I. Define $F_n = x_1^n+x_2^n+x_3^n-(y_1^n+y_2^n+y_3^n),\;$ where $\,\small x_1+x_2+x_3=y_1+y_2+y_3 = 0$.

Theorem 1: If $F_1 = F_3 = 0$, then,

$$9x_1x_2x_3 F_6 = 2F_9 = 9y_1y_2y_3 F_6$$

Theorem 2: If $F_2 = F_4 = 0$, then,

$$64F_6F_{10} = 45F_8^2\quad \text{(Ramanujan)}$$

$$25F_3F_{7} = 21F_5^2\quad \text{(Hirschhorn)}$$

II. Define $F_n = x_1^n+x_2^n+x_3^n+x_4^n-(y_1^n+y_2^n+y_3^n+y_4^n),\;$ where also $\,\small \sum x_i =\sum y_i= 0$.

Theorem 3: If $F_1 = F_3 = F_5 = 0$, then,

$$7F_4F_9 = 12F_6F_7\quad \text{(yours truly)}$$

This also has a similar Ramanujan-type formulation. Define,

$$\small P_n = ((a+b+c)^n + (a-b-c)^n + (-a-b+c)^n + (-a+b-c)^n – ((d+e+f)^n + (d-e-f)^n + (-d-e+f)^n + (-d+e-f)^n)$$

If two conditions are satisfied,

$$\small abc = def,\quad a^2+b^2+c^2 = d^2+e^2+f^2$$

then,

$$7P_4P_9 = 12P_6P_7$$

(The two conditions have an infinite number of primitive solutions, one of which is $1,10,12;\,2,4,15$.)

If you are looking for the general theory behind Ramanujan's 6-10-8 Identity, the theorems flow from the properties of equal sums of like powers. The 6-10-8 needed only one condition, namely $ad=bc$. Going higher, you now need two. Presumably going even higher would need more. Also, there is a constraint $\,\small \sum x_i =\sum y_i= 0$. Without this constraint, then more generally,

III. Define $F_n = x_1^n+x_2^n+x_3^n-(y_1^n+y_2^n+y_3^n),\;$ and $m = (\sum x_i^4)/(\sum x_i^2)^2$.

Theorem 4: If $F_2 = F_4 = 0$, then,

$$32F_6F_{10} = 15(m+1)F_8^2$$

(Note: Ramanujan's simply was the case $m=1/2$.)

IV. Define $F_n = x_1^n+x_2^n+x_3^n+x_4^n-(y_1^n+y_2^n+y_3^n+y_4^n),\;$ and $m = (\sum x_i^4)/(\sum x_i^2)^2$.

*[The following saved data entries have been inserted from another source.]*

//! Cameras.

/// Camera projection parameters.
#[derive(Debug, Clone, Copy, PartialEq)]
pub enum CameraProjection {
    Perspective {
        /// Vertical field of view in degrees.
        yfov_degrees: f32,
        aspect: Option<f32>,
        znear: f32,
        zfar: Option<f32>,
    },
    Orthographic {
        /// Half the horizontal view extent.
        xmag: f32,
        /// Half the vertical view extent.
        ymag: f32,
        znear: f32,
        zfar: f32,
    },
}

/// A camera attached to a node.
#[derive(Debug, Clone)]
pub struct Camera {
    pub name: String,
    pub projection: CameraProjection,
}

impl Camera {
    #[must_use]
    pub fn perspective(name: impl Into<String>, yfov_degrees: f32, znear: f32, zfar: f32) -> Self {
        Self {
            name: name.into(),
            projection: CameraProjection::Perspective {
                yfov_degrees,
                aspect: None,
                znear,
                zfar: Some(zfar),
            },
        }
    }

    /// The glTF camera type string.
    #[must_use]
    pub fn type_name(&self) -> &'static str {
        match self.projection {
            CameraProjection::Perspective { .. } => "perspective",
            CameraProjection::Orthographic { .. } => "orthographic",
        }
    }
}
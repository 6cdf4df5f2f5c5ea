//! Textures, samplers settings, and image sources.

use super::ImageId;

/// Magnification filter.
#[derive(Debug, Clone, Copy, PartialEq, Eq, Default)]
pub enum MagFilter {
    Nearest,
    #[default]
    Linear,
}

/// Minification filter.
#[derive(Debug, Clone, Copy, PartialEq, Eq, Default)]
pub enum MinFilter {
    Nearest,
    Linear,
    NearestMipmapNearest,
    LinearMipmapNearest,
    NearestMipmapLinear,
    #[default]
    LinearMipmapLinear,
}

/// Texture coordinate wrapping.
#[derive(Debug, Clone, Copy, PartialEq, Eq, Default)]
pub enum WrapMode {
    ClampToEdge,
    MirroredRepeat,
    #[default]
    Repeat,
}

/// Color space of the texel data, used when compositing channels.
#[derive(Debug, Clone, Copy, PartialEq, Eq, Default)]
pub enum ColorSpace {
    #[default]
    Linear,
    Srgb,
}

/// UV transform, annotated via `KHR_texture_transform` when non-default.
#[derive(Debug, Clone, Copy, PartialEq)]
pub struct UvTransform {
    pub offset: [f32; 2],
    pub rotation: f32,
    pub repeat: [f32; 2],
}

impl Default for UvTransform {
    fn default() -> Self {
        Self {
            offset: [0.0, 0.0],
            rotation: 0.0,
            repeat: [1.0, 1.0],
        }
    }
}

/// A texture: image reference plus sampling state.
#[derive(Debug, Clone)]
pub struct Texture {
    pub name: String,
    pub image: ImageId,
    pub mag_filter: MagFilter,
    pub min_filter: MinFilter,
    pub wrap_s: WrapMode,
    pub wrap_t: WrapMode,
    /// Flip the image vertically before encoding.
    pub flip_y: bool,
    /// Requested output mime type. `image/webp` degrades to PNG; anything
    /// other than PNG/JPEG/WebP is a fatal error.
    pub mime_type: String,
    pub color_space: ColorSpace,
    pub transform: UvTransform,
    /// UV channel index (`TEXCOORD_n`).
    pub tex_coord: usize,
}

impl Texture {
    #[must_use]
    pub fn new(name: impl Into<String>, image: ImageId) -> Self {
        Self {
            name: name.into(),
            image,
            mag_filter: MagFilter::default(),
            min_filter: MinFilter::default(),
            wrap_s: WrapMode::default(),
            wrap_t: WrapMode::default(),
            flip_y: false,
            mime_type: "image/png".to_string(),
            color_space: ColorSpace::default(),
            transform: UvTransform::default(),
            tex_coord: 0,
        }
    }
}

/// Pixel payload of an image.
///
/// Compressed GPU formats are decompressed by the caller before export; the
/// writer only rasterizes plain pixel data or pre-decoded images.
#[derive(Debug, Clone)]
pub enum ImageSource {
    /// Tightly packed pixel rows, `channels` in 1..=4 (non-RGBA data is
    /// expanded with a warning).
    Pixels {
        data: Vec<u8>,
        width: u32,
        height: u32,
        channels: u8,
    },
    /// An already decoded image.
    Decoded(image::DynamicImage),
}

/// A named image source.
#[derive(Debug, Clone)]
pub struct Image {
    pub name: String,
    pub source: ImageSource,
}

impl Image {
    #[must_use]
    pub fn new(name: impl Into<String>, source: ImageSource) -> Self {
        Self {
            name: name.into(),
            source,
        }
    }

    /// A solid-color RGBA image, mostly useful in tests.
    #[must_use]
    pub fn solid(name: impl Into<String>, width: u32, height: u32, rgba: [u8; 4]) -> Self {
        let mut data = Vec::with_capacity((width * height * 4) as usize);
        for _ in 0..width * height {
            data.extend_from_slice(&rgba);
        }
        Self::new(
            name,
            ImageSource::Pixels {
                data,
                width,
                height,
                channels: 4,
            },
        )
    }
}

Theorem 5: If $F_2 = F_4 = F_6 = 0$, then,

$$25F_8F_{12} = 12(m+1)F_{10}^2$$

and so on for similar identities with more terms and multi-grade higher powers, ad infinitum.

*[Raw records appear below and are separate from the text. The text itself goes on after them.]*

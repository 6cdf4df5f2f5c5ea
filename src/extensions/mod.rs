//! Extension plug-ins.
//!
//! A plug-in implements any subset of the hooks on [`WriterPlugin`]; the
//! writer broadcasts each hook to every plug-in in registration order.
//! Hooks receive the writer itself, so a plug-in can emit accessors and
//! textures and may mutate the definition being written. Plug-ins declare
//! usage through `writer.extensions_used` / `writer.extensions_required`.

mod instancing;
mod lights;
mod materials;
mod unlit;

use crate::error::Result;
use crate::gltf::{MaterialDef, MeshDef, NodeDef, TextureDef};
use crate::scene::{Material, Mesh, Node, NodeId, Texture};
use crate::writer::GltfWriter;

/// Hooks a writer plug-in may implement. All default to no-ops.
pub trait WriterPlugin {
    /// The extension name the plug-in emits.
    fn name(&self) -> &'static str;

    fn before_parse(&self, _writer: &mut GltfWriter<'_>) -> Result<()> {
        Ok(())
    }

    fn write_node(
        &self,
        _writer: &mut GltfWriter<'_>,
        _id: NodeId,
        _node: &Node,
        _def: &mut NodeDef,
    ) -> Result<()> {
        Ok(())
    }

    fn write_mesh(
        &self,
        _writer: &mut GltfWriter<'_>,
        _mesh: &Mesh,
        _def: &mut MeshDef,
    ) -> Result<()> {
        Ok(())
    }

    fn write_material(
        &self,
        _writer: &mut GltfWriter<'_>,
        _material: &Material,
        _def: &mut MaterialDef,
    ) -> Result<()> {
        Ok(())
    }

    fn write_texture(
        &self,
        _writer: &mut GltfWriter<'_>,
        _texture: &Texture,
        _def: &mut TextureDef,
    ) -> Result<()> {
        Ok(())
    }

    fn after_parse(&self, _writer: &mut GltfWriter<'_>) -> Result<()> {
        Ok(())
    }
}

/// Constructor for a plug-in instance; invoked once per write.
pub type PluginFactory = fn() -> Box<dyn WriterPlugin>;

/// The built-in plug-in set, in registration order.
pub(crate) fn builtin_factories() -> Vec<PluginFactory> {
    vec![
        lights::plugin,
        unlit::plugin,
        materials::transmission,
        materials::volume,
        materials::ior,
        materials::specular,
        materials::clearcoat,
        materials::dispersion,
        materials::iridescence,
        materials::sheen,
        materials::anisotropy,
        materials::emissive_strength,
        materials::bump,
        instancing::plugin,
    ]
}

V. Conclusion: Thus, was the 6-10-8 Identity an isolated result? No, it is a special case (and a particularly beautiful one at that) of a more general phenomenon. And how did Ramanujan find it? Like most of his discoveries, he plucked it out of thin air, I suppose.

P.S. Humor aside, what I read was that, as he found paper expensive, he would scribble on a small slateboard with chalk. After he was satisfied with a result, he would write it down on his notebook, and erase the intermediate steps that was on the slateboard. (Sigh.)

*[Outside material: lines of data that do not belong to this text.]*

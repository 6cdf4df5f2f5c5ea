//! `KHR_materials_unlit`: flat-shaded materials.

use serde_json::json;

use crate::error::Result;
use crate::gltf::MaterialDef;
use crate::scene::{Material, MaterialKind};
use crate::writer::GltfWriter;

use super::WriterPlugin;

const NAME: &str = "KHR_materials_unlit";

pub(super) fn plugin() -> Box<dyn WriterPlugin> {
    Box::new(MaterialsUnlit)
}

struct MaterialsUnlit;

impl WriterPlugin for MaterialsUnlit {
    fn name(&self) -> &'static str {
        NAME
    }

    fn write_material(
        &self,
        writer: &mut GltfWriter<'_>,
        material: &Material,
        def: &mut MaterialDef,
    ) -> Result<()> {
        if material.kind != MaterialKind::Basic {
            return Ok(());
        }
        def.extensions.insert(NAME.to_string(), json!({}));
        writer.extensions_used.insert(NAME.to_string());

        def.pbr_metallic_roughness.metallic_factor = Some(0.0);
        def.pbr_metallic_roughness.roughness_factor = Some(0.9);
        Ok(())
    }
}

Also, since he spent most of his waking hours thinking about mathematics, I think it was only natural it spilled over into his dream state. (A similar thing happened with the chemist Kekule and the discovery of the benzene ring.)

P.P.S. Results for multi-grades can be found in Table 2 of this MO answer.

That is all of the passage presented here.